FOTO: ARCHIVO / IMPREMEDIA

Si las elecciones presidenciales fueran en base al voto popular o a la mayoría simple, Hillary Clinton sería la innegable ganadora. Pero como elegimos a nuestro Presidente a través de un Colegio Electoral, Donald Trump tiene una pizca de esperanza de darnos una sorpresa desagradable en noviembre de este año.

Todo el barullo del Colegio Electoral, que tantas malinterpretaciones ha causado alrededor del mundo, tiene sus inicios en el Gran Compromiso de 1787. No fue una “metida de pata” de los fundadores de la República, sino fue un acuerdo que puso fin a los desacuerdos entre los estados grandes y estados pequeños.

En alguna forma, el sistema electoral estadounidense es un sistema electoral estatal, cuyos votantes eligen a un número de electores –el total de representantes y senadores de un estado en el Congreso—, quienes ultimadamente votan por el candidato de su preferencia.

La Constitución determina que el voto de la mayoría del electorado de un estado se adjudica todos los electores de ese estado. Por ejemplo, en California se eligen 55 electores. Si el voto popular se inclina hacia los demócratas (como se espera que suceda), todos los electores pertenecerán al Partido Demócrata.

Tanto Hillary Clinton como Donald Trump necesitan el apoyo de 270 electores para convertirse en el nuevo ganador de las elecciones.

Algunos estados que no tienen una alineación política clara (swing-states), como Ohio, Florida, Pensilvania, Colorado, Nevada, entre otros pocos, son los más importantes del proceso electoral presidencial de Estados Unidos. Por eso, el dinero que normalmente colectan los candidatos de los dos partidos políticos los gastan preferentemente en estos estados considerados claves.

Por el mismo hecho de que el sistema electoral es determinado por estos estados, nadie puede descontar una amarga sorpresa del representante republicano.

Sin embargo, las elecciones no son irracionales. Los votantes apoyan a su candidato preferido de acuerdo a su ideología política (los duros o las bases políticas), a las políticas económicas y sociales que presenta públicamente (los votantes moderados o swing-voters) y de acuerdo a su comportamiento ante la sociedad.
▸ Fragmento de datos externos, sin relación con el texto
//! Insight persistence interface and in-memory implementation
//!
//! The store is the single source of truth for final status. In-memory
//! handler state (monitoring task maps, router ID sets) is a coordination
//! aid only; when a race is possible the persisted status wins, which is
//! why `answer_question` performs its status check and write under one
//! lock.

use super::model::{AnswerSource, Insight, InsightKind, InsightStatus};
use crate::error::Result;
use async_trait::async_trait;
use std::collections::HashMap;
use std::sync::Arc;
use tokio::sync::RwLock;
use uuid::Uuid;

/// Persistence interface for insights
#[async_trait]
pub trait InsightStore: Send + Sync {
    /// Persist a new insight
    async fn create(&self, insight: Insight) -> Result<()>;

    /// Fetch an insight by ID
    async fn get(&self, id: Uuid) -> Result<Option<Insight>>;

    /// Replace an insight record
    async fn update(&self, insight: &Insight) -> Result<()>;

    /// Query insights by session, kind, and (optionally) status
    async fn find(
        &self,
        session_id: &str,
        kind: InsightKind,
        status: Option<InsightStatus>,
    ) -> Result<Vec<Insight>>;

    /// Record an answer for a question, but only if its persisted status is
    /// still `Searching`. Returns the updated insight on success, `None` if
    /// another writer already resolved the question.
    async fn answer_question(
        &self,
        id: Uuid,
        answer: &str,
        source: AnswerSource,
    ) -> Result<Option<Insight>>;

    /// Transition a question to `Unanswered`, but only if its persisted
    /// status is still `Searching`. This is the authoritative re-check
    /// before broadcasting an unanswered verdict: an answer persisted by a
    /// concurrent writer just as discovery times out must win.
    async fn mark_unanswered_if_searching(&self, id: Uuid) -> Result<Option<Insight>>;
}

/// In-memory insight store
pub struct MemoryInsightStore {
    insights: Arc<RwLock<HashMap<Uuid, Insight>>>,
}

impl MemoryInsightStore {
    /// Create a new empty store
    pub fn new() -> Self {
        Self {
            insights: Arc::new(RwLock::new(HashMap::new())),
        }
    }
}

impl Default for MemoryInsightStore {
    fn default() -> Self {
        Self::new()
    }
}

#[async_trait]
impl InsightStore for MemoryInsightStore {
    async fn create(&self, insight: Insight) -> Result<()> {
        self.insights.write().await.insert(insight.id, insight);
        Ok(())
    }

    async fn get(&self, id: Uuid) -> Result<Option<Insight>> {
        Ok(self.insights.read().await.get(&id).cloned())
    }

    async fn update(&self, insight: &Insight) -> Result<()> {
        let mut map = self.insights.write().await;
        if !map.contains_key(&insight.id) {
            return Err(crate::Error::Persistence(format!(
                "insight {} does not exist",
                insight.id
            )));
        }
        map.insert(insight.id, insight.clone());
        Ok(())
    }

    async fn find(
        &self,
        session_id: &str,
        kind: InsightKind,
        status: Option<InsightStatus>,
    ) -> Result<Vec<Insight>> {
        let map = self.insights.read().await;
        let mut found: Vec<Insight> = map
            .values()
            .filter(|i| i.session_id == session_id && i.kind == kind)
            .filter(|i| status.map_or(true, |s| i.status == s))
            .cloned()
            .collect();
        found.sort_by_key(|i| i.detected_at);
        Ok(found)
    }

    async fn answer_question(
        &self,
        id: Uuid,
        answer: &str,
        source: AnswerSource,
    ) -> Result<Option<Insight>> {
        let mut map = self.insights.write().await;
        let insight = match map.get_mut(&id) {
            Some(i) => i,
            None => {
                return Err(crate::Error::Persistence(format!(
                    "insight {} does not exist",
                    id
                )))
            }
        };

        if insight.status != InsightStatus::Searching {
            return Ok(None);
        }

        insight.status = InsightStatus::Answered;
        insight.set_meta("answer", serde_json::json!(answer));
        insight.set_meta("answer_source", serde_json::json!(source));
        Ok(Some(insight.clone()))
    }

    async fn mark_unanswered_if_searching(&self, id: Uuid) -> Result<Option<Insight>> {
        let mut map = self.insights.write().await;
        let insight = match map.get_mut(&id) {
            Some(i) => i,
            None => {
                return Err(crate::Error::Persistence(format!(
                    "insight {} does not exist",
                    id
                )))
            }
        };

        if insight.status != InsightStatus::Searching {
            return Ok(None);
        }

        insight.status = InsightStatus::Unanswered;
        Ok(Some(insight.clone()))
    }
}

#[cfg(test)]
mod tests {
    use super::*;
    use crate::insight::model::InsightBuilder;

    fn question(session: &str, text: &str) -> Insight {
        InsightBuilder::new(session, InsightKind::Question)
            .content(text)
            .build()
            .unwrap()
    }

    #[tokio::test]
    async fn test_create_and_get() {
        let store = MemoryInsightStore::new();
        let insight = question("s1", "what changed?");
        let id = insight.id;

        store.create(insight).await.unwrap();
        let fetched = store.get(id).await.unwrap().unwrap();
        assert_eq!(fetched.content, "what changed?");
    }

    #[tokio::test]
    async fn test_update_missing_fails() {
        let store = MemoryInsightStore::new();
        let insight = question("s1", "never created");
        assert!(store.update(&insight).await.is_err());
    }

    #[tokio::test]
    async fn test_find_filters_by_session_kind_status() {
        let store = MemoryInsightStore::new();
        store.create(question("s1", "q one")).await.unwrap();
        store.create(question("s2", "q two")).await.unwrap();
        let action = InsightBuilder::new("s1", InsightKind::Action)
            .content("do the thing")
            .build()
            .unwrap();
        store.create(action).await.unwrap();

        let questions = store
            .find("s1", InsightKind::Question, None)
            .await
            .unwrap();
        assert_eq!(questions.len(), 1);

        let searching = store
            .find("s1", InsightKind::Question, Some(InsightStatus::Searching))
            .await
            .unwrap();
        assert_eq!(searching.len(), 1);

        let answered = store
            .find("s1", InsightKind::Question, Some(InsightStatus::Answered))
            .await
            .unwrap();
        assert!(answered.is_empty());
    }

    #[tokio::test]
    async fn test_answer_question_first_writer_wins() {
        let store = MemoryInsightStore::new();
        let insight = question("s1", "who owns this?");
        let id = insight.id;
        store.create(insight).await.unwrap();

        let first = store
            .answer_question(id, "alice does", AnswerSource::LiveMonitoring)
            .await
            .unwrap();
        assert!(first.is_some());
        let answered = first.unwrap();
        assert_eq!(answered.status, InsightStatus::Answered);
        assert_eq!(
            answered.metadata.get("answer_source").unwrap(),
            &serde_json::json!("live_monitoring")
        );

        // A second writer must not overwrite the recorded answer
        let second = store
            .answer_question(id, "bob does", AnswerSource::AiGenerated)
            .await
            .unwrap();
        assert!(second.is_none());

        let current = store.get(id).await.unwrap().unwrap();
        assert_eq!(
            current.metadata.get("answer").unwrap(),
            &serde_json::json!("alice does")
        );
    }

    #[tokio::test]
    async fn test_mark_unanswered_only_while_searching() {
        let store = MemoryInsightStore::new();
        let insight = question("s1", "does anyone know?");
        let id = insight.id;
        store.create(insight).await.unwrap();

        let marked = store.mark_unanswered_if_searching(id).await.unwrap();
        assert_eq!(marked.unwrap().status, InsightStatus::Unanswered);

        // Already unanswered: no further transition
        assert!(store.mark_unanswered_if_searching(id).await.unwrap().is_none());
    }

    #[tokio::test]
    async fn test_mark_unanswered_loses_to_persisted_answer() {
        let store = MemoryInsightStore::new();
        let insight = question("s1", "who signs off?");
        let id = insight.id;
        store.create(insight).await.unwrap();

        store
            .answer_question(id, "legal does", AnswerSource::MeetingContext)
            .await
            .unwrap();

        assert!(store.mark_unanswered_if_searching(id).await.unwrap().is_none());
        assert_eq!(
            store.get(id).await.unwrap().unwrap().status,
            InsightStatus::Answered
        );
    }
}
//! Action item tracking — completeness, merge, updates, segment alerts

pub mod handler;
pub mod merge;

pub use handler::ActionHandler;
pub use merge::{completeness_score, token_set_jaccard};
Nadie duda de la existencia de una base de simpatizante que apoya a Trump a pesar de todos los comentarios insensibles que hizo en el pasado y recientemente. Empero, existe también una población electoral altamente consciente –que no son ni demócratas ni republicanos— que, llegado el momento, votan de acuerdo a los valores del candidato.

Cómo Trump hizo hasta lo imposible para quedar mal con esta población electoral, lo más probable es que voten en su contra. En tal sentido, estamos a unos cuantos metros de tener a la primer mujer presidente en Estados Unidos.